Waymo sits in that shimmering part of the market where novelty and "courage" mingle. Its riders aren’t just getting from point A to point B. They’re participating in a modern rite of passage: “I rode in a fully self-driving car.” There’s a distinct social currency in being early to the future. It’s the same energy that made people line up for the first iPhone or pay a premium for Tesla’s early models. Humans love to be seen as daring—not like reckless daring, just enough daring to post about it on social media and feel interesting at dinner parties. Waymo gets this. They’re not selling convenience. They’re selling status – one of the few things people will happily pay extra for.
We Pay for What We Want to Be
In classical economics, consumers are rational. Prices matter. Efficiency rules.
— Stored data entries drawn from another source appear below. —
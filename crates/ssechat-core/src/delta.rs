//! Messages flowing *into* a completion source and the deltas flowing out.
//!
//! Both types are deliberately tiny.  A prompt is the raw user text of one
//! send; there is no conversation history because every send is a stateless
//! single-prompt call.  A delta is one non-empty fragment of generated text.

use serde::{Deserialize, Serialize};

use crate::error::{RelayError, Result};

/// The user text of a single send.
///
/// Construction validates that the prompt is not blank so a completion
/// source never issues a network call for nothing.  The text itself is kept
/// verbatim (no trimming) because that is what the user typed.
#[derive(Debug, Clone, PartialEq, Eq, Serialize, Deserialize)]
pub struct CompletionPrompt(String);

impl CompletionPrompt {
    pub fn new(text: impl Into<String>) -> Result<Self> {
        let text = text.into();
        if text.trim().is_empty() {
            return Err(RelayError::InvalidRequest("prompt must not be blank".into()));
        }
        Ok(Self(text))
    }

    pub fn as_str(&self) -> &str {
        &self.0
    }

    pub fn into_inner(self) -> String {
        self.0
    }
}

/// A single incremental fragment of assistant output.
#[derive(Debug, Clone, PartialEq, Eq, Serialize, Deserialize)]
pub struct DeltaEvent {
    pub text: String,
}

impl DeltaEvent {
    /// Wraps `text` unless it is empty; empty fragments carry no information
    /// and are never relayed.
    pub fn non_empty(text: impl Into<String>) -> Option<Self> {
        let text = text.into();
        (!text.is_empty()).then_some(Self { text })
    }
}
In real life? Not so much. Human beings are deeply symbolic creatures. We crave meaning even in the mundane. That’s why a self-driving taxi is more than transportation—it becomes a statement. Riding in a Waymo is like saying, “I’m not afraid of the future.” It says, “I trust this new world.” It says, “Look at me, boldly riding into the new frontier.”
This willingness to associate ourselves with powerful, novel brands is precisely what gives Waymo early market strength. Even if a Waymo ride costs more, people will still choose it because it feeds something inside them that an ordinary Lyft just can’t reach. The spreadsheet says, “This is irrational.” Biblical Anthropology says, “Of course you’re doing that; the heart is always longing after something.”
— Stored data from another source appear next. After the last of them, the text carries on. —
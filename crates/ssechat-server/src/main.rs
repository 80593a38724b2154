use anyhow::Context;
use clap::Parser;
use ssechat_openai::OpenAiAdapterBuilder;
use ssechat_server::{
    config::ServerConfig,
    logging,
    routes::{AppState, router},
};
use tokio::net::TcpListener;
use tracing::info;

#[tokio::main]
async fn main() -> anyhow::Result<()> {
    let config = ServerConfig::parse();
    logging::init(config.log_json);

    let source = OpenAiAdapterBuilder::new()
        .api_key(config.openai_api_key.clone())
        .base_url(config.openai_base_url.clone())
        .model(config.model.clone())
        .connect_timeout(config.connect_timeout())
        .build()
        .context("building completion adapter")?;

    info!(
        model = source.model(),
        base_url = source.base_url(),
        "completion adapter ready"
    );

    let state = AppState::new(source)
        .with_relay_options(config.relay_options())
        .with_keep_alive(config.keep_alive());
    let app = router(state);

    let listener = TcpListener::bind(config.bind)
        .await
        .with_context(|| format!("binding {}", config.bind))?;
    info!(addr = %listener.local_addr()?, "listening");

    axum::serve(listener, app)
        .with_graceful_shutdown(shutdown_signal())
        .await
        .context("serving http")?;

    info!("shut down");
    Ok(())
}

async fn shutdown_signal() {
    if let Err(err) = tokio::signal::ctrl_c().await {
        tracing::error!(error = %err, "failed to listen for ctrl-c");
        std::future::pending::<()>().await;
    }
}
//! # `ssechat-core`
//!
//! Provider-agnostic building blocks of the ssechat relay:
//!
//! | Module       | What it provides                                                      |
//! |--------------|-----------------------------------------------------------------------|
//! | [`delta`]    | [`CompletionPrompt`] (one user send) and [`DeltaEvent`] (one fragment) |
//! | [`provider`] | The [`CompletionSource`] trait implemented by vendor adapters         |
//! | [`model`]    | Model identifiers                                                     |
//! | [`wire`]     | The SSE framing convention shared by server and client                |
//! | [`error`]    | [`RelayError`] and the workspace `Result` alias                       |
//!
//! Vendor crates (e.g. `ssechat-openai`) implement [`CompletionSource`]; the
//! server relays whatever source it is handed, which keeps the HTTP layer
//! testable against scripted fakes.

pub mod delta;
pub mod error;
pub mod model;
pub mod provider;
pub mod wire;

pub use delta::{CompletionPrompt, DeltaEvent};
pub use error::{RelayError, Result};
pub use model::{Model, OpenAiModel};
pub use provider::CompletionSource;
What Does All This Reveal About Us?
Waymo’s rise is a parable of desire. When we rush toward the cutting edge, it’s often because we’re trying to outrun something more ordinary: limitation, fear, boredom, or just the uncomfortable reality of being human. Waymo promises a kind of mastery: sit back, relax, and let the machine (literally) take the wheel. But Christian anthropology reminds us that ease isn’t the path to meaning. Formation is. The heart is shaped through dependence, humility, and a life lived with others. A life with… humans.
So while Waymo may dominate its lane—and likely will—it won’t satisfy the deeper hunger that underlies our fascination with the new. It can get us anywhere except the one place we truly need to be: a whole person.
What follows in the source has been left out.